そこまで落ち込む前の6月、何とは無しに駅前の日興証券に入った。
株などやったことはなかったが、
隅にあった「株式新聞」に目をやると、一ヶ月で5割上がる株!と大きく見出しの記事。
新聞を小さくたたんで家に持って帰り、翌日貯金を全額はたいて、なんとか海運という会社20万に投資した。
(共稼ぎなので一人分の給料は全額貯金をしていた)
一ヶ月したかしないかのあたりで、歴史的なドルショックで、株式市場激震が走り、全ての株は大暴落 持っていたなんとか海運も半分近く下がってしまった。
青い顔して家内に報告した。
「それでいくら損したの?」
「10万」
「持ってれば、戻るわよ」
追及するでもなく、それで終わり。
家内が太っ腹の訳
実家はお茶の仲買、市況任せの博打商売。
小学校1年の時には、ピアノがあって、自家用車もあったそうだ。
俺の村中では医者が自家用車を一台持っているだけの時代。
6年の時には破産して、借金を踏み倒して、静岡から逗子に夜逃げして来た。
なけなしの金で、小さな家を買ってお茶の小売を始めた。
家の代金を渡した不動産屋が持ち逃げして、一年後に地主との裁判に負けてそこを追ん出された。
父親は1年生の弟を連れて何処かに行って戻って来たのは2年後。
その間、6畳に母親と3人で住んでいたが、学費も給食費も払えないので、7ヶ月学校に行かずに、家から出ないでいた。
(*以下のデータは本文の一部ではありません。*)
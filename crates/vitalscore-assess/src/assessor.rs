use jiff::Timestamp;
use tracing::{info, warn};
use uuid::Uuid;

use vitalscore_core::models::questionnaire::QuestionnaireAnswers;
use vitalscore_core::models::record::AssessmentRecord;
use vitalscore_core::models::scores::DerivedScores;
use vitalscore_scoring::bmi::{self, MAX_PLAUSIBLE_BMI, MIN_PLAUSIBLE_BMI};
use vitalscore_scoring::{score_answers, validate};

use crate::classifier::{
    Classification, ClassificationRequest, RiskClassifier, SafeDefaultClassifier,
};
use crate::error::AssessError;

pub const MIN_AGE: u32 = 6;
pub const MAX_AGE: u32 = 17;

/// Check that the answers can be assessed at all.
///
/// Runs in order: required demographics, age range, BMI plausibility. The
/// first problem found is returned.
pub fn validate_answers(answers: &QuestionnaireAnswers) -> Result<(), AssessError> {
    let d = &answers.demographics;
    if d.name.trim().is_empty() {
        return Err(AssessError::MissingField("name"));
    }
    if d.age == 0 {
        return Err(AssessError::MissingField("age"));
    }
    if d.gender.is_none() {
        return Err(AssessError::MissingField("gender"));
    }
    if !(d.height.is_finite() && d.height > 0.0) {
        return Err(AssessError::MissingField("height"));
    }
    if !(d.weight.is_finite() && d.weight > 0.0) {
        return Err(AssessError::MissingField("weight"));
    }
    if !(MIN_AGE..=MAX_AGE).contains(&d.age) {
        return Err(AssessError::AgeOutOfRange {
            age: d.age,
            min: MIN_AGE,
            max: MAX_AGE,
        });
    }
    let bmi = bmi::compute_bmi(d.height, d.weight);
    if !bmi::is_plausible(bmi) {
        return Err(AssessError::ImplausibleBmi {
            bmi,
            min: MIN_PLAUSIBLE_BMI,
            max: MAX_PLAUSIBLE_BMI,
        });
    }
    Ok(())
}

/// Runs the full assessment pipeline with an injected classifier.
///
/// Holds no mutable state; share it behind an `Arc` across requests.
#[derive(Debug, Clone)]
pub struct Assessor<C> {
    classifier: C,
}

impl<C: RiskClassifier> Assessor<C> {
    pub fn new(classifier: C) -> Self {
        Self { classifier }
    }

    pub fn classifier(&self) -> &C {
        &self.classifier
    }

    /// Validate and score without classifying.
    pub fn score_only(&self, answers: &QuestionnaireAnswers) -> Result<DerivedScores, AssessError> {
        validate_answers(answers)?;
        Ok(score_answers(answers))
    }

    /// Validate, score and classify a questionnaire into a new record.
    ///
    /// Only input problems are errors. A failing or untrustworthy
    /// classification is replaced by the safe default prediction and the
    /// reason is kept on the record.
    pub async fn assess(
        &self,
        answers: QuestionnaireAnswers,
    ) -> Result<AssessmentRecord, AssessError> {
        let scores = self.score_only(&answers)?;

        let request = ClassificationRequest {
            answers: &answers,
            scores: &scores,
        };
        let classification = match self.classifier.classify(&request).await {
            Ok(classification) => classification,
            Err(e) => {
                warn!(error = %e, "classification failed, using safe default");
                safe_default(e.to_string())
            }
        };

        let classification = match validate::check(&classification.prediction) {
            Ok(()) => classification,
            Err(rejection) => {
                warn!(issues = ?rejection.issues, "classification rejected, using safe default");
                safe_default(rejection.to_string())
            }
        };

        let record = AssessmentRecord {
            id: Uuid::new_v4(),
            answers,
            scores,
            prediction: classification.prediction,
            prediction_source: classification.source,
            fallback_reason: classification.fallback_reason,
            completed_at: Timestamp::now(),
        };

        info!(
            assessment_id = %record.id,
            bmi = record.scores.bmi,
            risk_level = %record.prediction.risk_level,
            risk_percentage = record.prediction.risk_percentage,
            fallback = record.fallback_reason.is_some(),
            "assessment complete"
        );

        Ok(record)
    }
}

fn safe_default(reason: String) -> Classification {
    Classification {
        fallback_reason: Some(reason),
        ..SafeDefaultClassifier::classification()
    }
}

#[cfg(test)]
mod tests {
    use super::*;
    use vitalscore_core::models::questionnaire::{Demographics, Gender};

    fn answers() -> QuestionnaireAnswers {
        QuestionnaireAnswers {
            demographics: Demographics {
                name: "Kiran".to_string(),
                age: 11,
                gender: Some(Gender::Other),
                height: 145.0,
                weight: 38.0,
                ..Default::default()
            },
            ..Default::default()
        }
    }

    #[test]
    fn complete_answers_pass() {
        assert_eq!(validate_answers(&answers()), Ok(()));
    }

    #[test]
    fn required_fields_in_order() {
        let mut a = answers();
        a.demographics.name = "  ".to_string();
        a.demographics.height = 0.0;
        assert_eq!(validate_answers(&a), Err(AssessError::MissingField("name")));

        let mut a = answers();
        a.demographics.gender = None;
        assert_eq!(validate_answers(&a), Err(AssessError::MissingField("gender")));

        let mut a = answers();
        a.demographics.weight = 0.0;
        assert_eq!(validate_answers(&a), Err(AssessError::MissingField("weight")));
    }

    #[test]
    fn age_bounds_are_inclusive() {
        for (age, ok) in [(5, false), (6, true), (17, true), (18, false)] {
            let mut a = answers();
            a.demographics.age = age;
            assert_eq!(validate_answers(&a).is_ok(), ok, "age {age}");
        }
    }

    #[test]
    fn implausible_bmi_is_rejected() {
        let mut a = answers();
        a.demographics.height = 100.0;
        a.demographics.weight = 80.0;
        let err = validate_answers(&a).unwrap_err();
        assert_eq!(
            err,
            AssessError::ImplausibleBmi {
                bmi: 80.0,
                min: 10.0,
                max: 50.0
            }
        );
        assert!(err.to_string().contains("check height and weight"));
    }
}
それに比べて俺は親父が役場、お袋は教師、世間の波風のあたらない生活をしていたから、冷たい風に当たったことのない、僕ちん!
筋金入りの太っ腹の女房と勝負になるわけがない。
鬱だなんて布団に潜ってじっとして何していなくても、やらんでもいいことに手を出して、自分の株は下がるだけで、上がる気配もない。
弱り目に祟り目のモデルケースみたいなもんだ。
自暴自棄になって、荒れて転落しないで、ここで踏みとどまって居れたのは、
1 女房が、泰然自若、でんとしていた。
俺は悩みながらも、女房の反応をみながら、自分の不幸を推し量っていた気がする。
2 秤の性能は話にならなかったが、そこは上場会社、同僚がまともな人ばかりで、自暴自棄の俺を下に引っ張る人がいなかった。
3 酒を飲まなかったので、女のいるところには行かなかった。
悩んでいるだけで、落ちては行かなかった。
自力で這い上がったわけではない。
どんな人たちの中にいるかってことが、自分を救ってくれた。